__What the task requires__.
So that the copy matches the original, retype each line of the material below exactly.

__Data for this exercise__.
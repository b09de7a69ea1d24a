//! Diagnostics collected while reading or writing a container
//!
//! A [`Transaction`] is the sink every codec reports into. Recording an
//! entry also emits a `tracing` event so command-line runs show problems as
//! they happen.

use std::fmt;

use serde::{Deserialize, Serialize};
use tracing::{error, info, warn};

use crate::traits::ParseError;

/// Diagnostic severity
#[derive(Debug, Clone, Copy, PartialEq, Eq, PartialOrd, Ord, Hash, Serialize, Deserialize)]
pub enum Severity {
    Information,
    Warning,
    Error,
}

impl fmt::Display for Severity {
    fn fmt(&self, f: &mut fmt::Formatter<'_>) -> fmt::Result {
        let s = match self {
            Severity::Information => "info",
            Severity::Warning => "warning",
            Severity::Error => "error",
        };
        f.write_str(s)
    }
}

/// One reported finding
#[derive(Debug, Clone, PartialEq, Eq, Serialize, Deserialize)]
pub struct Diagnostic {
    pub severity: Severity,
    /// Area of the container the finding concerns, e.g. `"JNT1"`
    pub domain: String,
    pub message: String,
}

impl fmt::Display for Diagnostic {
    fn fmt(&self, f: &mut fmt::Formatter<'_>) -> fmt::Result {
        write!(f, "[{}] {}: {}", self.severity, self.domain, self.message)
    }
}

/// Overall outcome of a transaction
#[derive(Debug, Clone, Copy, PartialEq, Eq, Serialize, Deserialize)]
pub enum TransactionState {
    Complete,
    Failure,
}

/// Diagnostics sink for one read or write
#[derive(Debug, Clone, Default, Serialize, Deserialize)]
pub struct Transaction {
    path: String,
    diagnostics: Vec<Diagnostic>,
    fatal: bool,
}

impl Transaction {
    /// `path` is used only for messages
    pub fn new(path: impl Into<String>) -> Self {
        Self {
            path: path.into(),
            ..Self::default()
        }
    }

    pub fn path(&self) -> &str {
        &self.path
    }

    pub fn diagnostics(&self) -> &[Diagnostic] {
        &self.diagnostics
    }

    pub fn report(&mut self, severity: Severity, domain: impl Into<String>, message: impl Into<String>) {
        let diagnostic = Diagnostic {
            severity,
            domain: domain.into(),
            message: message.into(),
        };
        match severity {
            Severity::Information => info!(path = %self.path, domain = %diagnostic.domain, "{}", diagnostic.message),
            Severity::Warning => warn!(path = %self.path, domain = %diagnostic.domain, "{}", diagnostic.message),
            Severity::Error => error!(path = %self.path, domain = %diagnostic.domain, "{}", diagnostic.message),
        }
        self.diagnostics.push(diagnostic);
    }

    pub fn info(&mut self, domain: impl Into<String>, message: impl Into<String>) {
        self.report(Severity::Information, domain, message);
    }

    pub fn warn(&mut self, domain: impl Into<String>, message: impl Into<String>) {
        self.report(Severity::Warning, domain, message);
    }

    pub fn error(&mut self, domain: impl Into<String>, message: impl Into<String>) {
        self.report(Severity::Error, domain, message);
    }

    /// Record a fatal condition that was caught at section level
    pub fn fail(&mut self, domain: impl Into<String>, err: &ParseError) {
        self.fatal = true;
        self.error(domain, err.to_string());
    }

    pub fn state(&self) -> TransactionState {
        if self.fatal || self.has_errors() {
            TransactionState::Failure
        } else {
            TransactionState::Complete
        }
    }

    pub fn is_complete(&self) -> bool {
        self.state() == TransactionState::Complete
    }

    pub fn has_errors(&self) -> bool {
        self.count(Severity::Error) > 0
    }

    pub fn count(&self, severity: Severity) -> usize {
        self.diagnostics.iter().filter(|d| d.severity == severity).count()
    }

    /// Record findings produced elsewhere, such as model validation.
    /// `strict` raises every finding to an error.
    pub fn absorb(&mut self, findings: impl IntoIterator<Item = Diagnostic>, strict: bool) {
        for finding in findings {
            let severity = if strict { Severity::Error } else { finding.severity };
            self.report(severity, finding.domain, finding.message);
        }
    }

    /// Diagnostics for one domain
    pub fn in_domain<'s>(&'s self, domain: &'s str) -> impl Iterator<Item = &'s Diagnostic> + 's {
        self.diagnostics.iter().filter(move |d| d.domain == domain)
    }
}

#[cfg(test)]
mod tests {
    use super::*;

    #[test]
    fn test_warnings_keep_transaction_complete() {
        let mut tx = Transaction::new("model.bmd");
        tx.info("INF1", "scaling rule basic");
        tx.warn("JNT1", "joint compression");

        assert_eq!(tx.state(), TransactionState::Complete);
        assert_eq!(tx.count(Severity::Warning), 1);
        assert_eq!(tx.in_domain("JNT1").count(), 1);
    }

    #[test]
    fn test_error_fails_transaction() {
        let mut tx = Transaction::new("model.bmd");
        tx.fail("SHP1", &ParseError::MalformedDisplayList { offset: 0x20, command: 0x08 });

        assert_eq!(tx.state(), TransactionState::Failure);
        assert!(tx.diagnostics()[0].message.contains("0x08"));
    }

    #[test]
    fn test_diagnostic_display() {
        let d = Diagnostic {
            severity: Severity::Warning,
            domain: "VTX1".into(),
            message: "trailing bytes".into(),
        };
        assert_eq!(d.to_string(), "[warning] VTX1: trailing bytes");
    }
}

__Exercise solution__.
repository b09de7a69ea1d24a
//! Diagnostics collected while reading or writing a container
//!
//! A [`Transaction`] is the sink every codec reports into. Recording an
//! entry also emits a `tracing` event so command-line runs show problems as
//! they happen.

use std::fmt;

use serde::{Deserialize, Serialize};
use tracing::{error, info, warn};

use crate::traits::ParseError;

/// Diagnostic severity
#[derive(Debug, Clone, Copy, PartialEq, Eq, PartialOrd, Ord, Hash, Serialize, Deserialize)]
pub enum Severity {
    Information,
    Warning,
    Error,
}

impl fmt::Display for Severity {
    fn fmt(&self, f: &mut fmt::Formatter<'_>) -> fmt::Result {
        let s = match self {
            Severity::Information => "info",
            Severity::Warning => "warning",
            Severity::Error => "error",
        };
        f.write_str(s)
    }
}

/// One reported finding
#[derive(Debug, Clone, PartialEq, Eq, Serialize, Deserialize)]
pub struct Diagnostic {
    pub severity: Severity,
    /// Area of the container the finding concerns, e.g. `"JNT1"`
    pub domain: String,
    pub message: String,
}

impl fmt::Display for Diagnostic {
    fn fmt(&self, f: &mut fmt::Formatter<'_>) -> fmt::Result {
        write!(f, "[{}] {}: {}", self.severity, self.domain, self.message)
    }
}

/// Overall outcome of a transaction
#[derive(Debug, Clone, Copy, PartialEq, Eq, Serialize, Deserialize)]
pub enum TransactionState {
    Complete,
    Failure,
}

/// Diagnostics sink for one read or write
#[derive(Debug, Clone, Default, Serialize, Deserialize)]
pub struct Transaction {
    path: String,
    diagnostics: Vec<Diagnostic>,
    fatal: bool,
}

impl Transaction {
    /// `path` is used only for messages
    pub fn new(path: impl Into<String>) -> Self {
        Self {
            path: path.into(),
            ..Self::default()
        }
    }

    pub fn path(&self) -> &str {
        &self.path
    }

    pub fn diagnostics(&self) -> &[Diagnostic] {
        &self.diagnostics
    }

    pub fn report(&mut self, severity: Severity, domain: impl Into<String>, message: impl Into<String>) {
        let diagnostic = Diagnostic {
            severity,
            domain: domain.into(),
            message: message.into(),
        };
        match severity {
            Severity::Information => info!(path = %self.path, domain = %diagnostic.domain, "{}", diagnostic.message),
            Severity::Warning => warn!(path = %self.path, domain = %diagnostic.domain, "{}", diagnostic.message),
            Severity::Error => error!(path = %self.path, domain = %diagnostic.domain, "{}", diagnostic.message),
        }
        self.diagnostics.push(diagnostic);
    }

    pub fn info(&mut self, domain: impl Into<String>, message: impl Into<String>) {
        self.report(Severity::Information, domain, message);
    }

    pub fn warn(&mut self, domain: impl Into<String>, message: impl Into<String>) {
        self.report(Severity::Warning, domain, message);
    }

    pub fn error(&mut self, domain: impl Into<String>, message: impl Into<String>) {
        self.report(Severity::Error, domain, message);
    }

    /// Record a fatal condition that was caught at section level
    pub fn fail(&mut self, domain: impl Into<String>, err: &ParseError) {
        self.fatal = true;
        self.error(domain, err.to_string());
    }

    pub fn state(&self) -> TransactionState {
        if self.fatal || self.has_errors() {
            TransactionState::Failure
        } else {
            TransactionState::Complete
        }
    }

    pub fn is_complete(&self) -> bool {
        self.state() == TransactionState::Complete
    }

    pub fn has_errors(&self) -> bool {
        self.count(Severity::Error) > 0
    }

    pub fn count(&self, severity: Severity) -> usize {
        self.diagnostics.iter().filter(|d| d.severity == severity).count()
    }

    /// Record findings produced elsewhere, such as model validation.
    /// `strict` raises every finding to an error.
    pub fn absorb(&mut self, findings: impl IntoIterator<Item = Diagnostic>, strict: bool) {
        for finding in findings {
            let severity = if strict { Severity::Error } else { finding.severity };
            self.report(severity, finding.domain, finding.message);
        }
    }

    /// Diagnostics for one domain
    pub fn in_domain<'s>(&'s self, domain: &'s str) -> impl Iterator<Item = &'s Diagnostic> + 's {
        self.diagnostics.iter().filter(move |d| d.domain == domain)
    }
}

#[cfg(test)]
mod tests {
    use super::*;

    #[test]
    fn test_warnings_keep_transaction_complete() {
        let mut tx = Transaction::new("model.bmd");
        tx.info("INF1", "scaling rule basic");
        tx.warn("JNT1", "joint compression");

        assert_eq!(tx.state(), TransactionState::Complete);
        assert_eq!(tx.count(Severity::Warning), 1);
        assert_eq!(tx.in_domain("JNT1").count(), 1);
    }

    #[test]
    fn test_error_fails_transaction() {
        let mut tx = Transaction::new("model.bmd");
        tx.fail("SHP1", &ParseError::MalformedDisplayList { offset: 0x20, command: 0x08 });

        assert_eq!(tx.state(), TransactionState::Failure);
        assert!(tx.diagnostics()[0].message.contains("0x08"));
    }

    #[test]
    fn test_diagnostic_display() {
        let d = Diagnostic {
            severity: Severity::Warning,
            domain: "VTX1".into(),
            message: "trailing bytes".into(),
        };
        assert_eq!(d.to_string(), "[warning] VTX1: trailing bytes");
    }
}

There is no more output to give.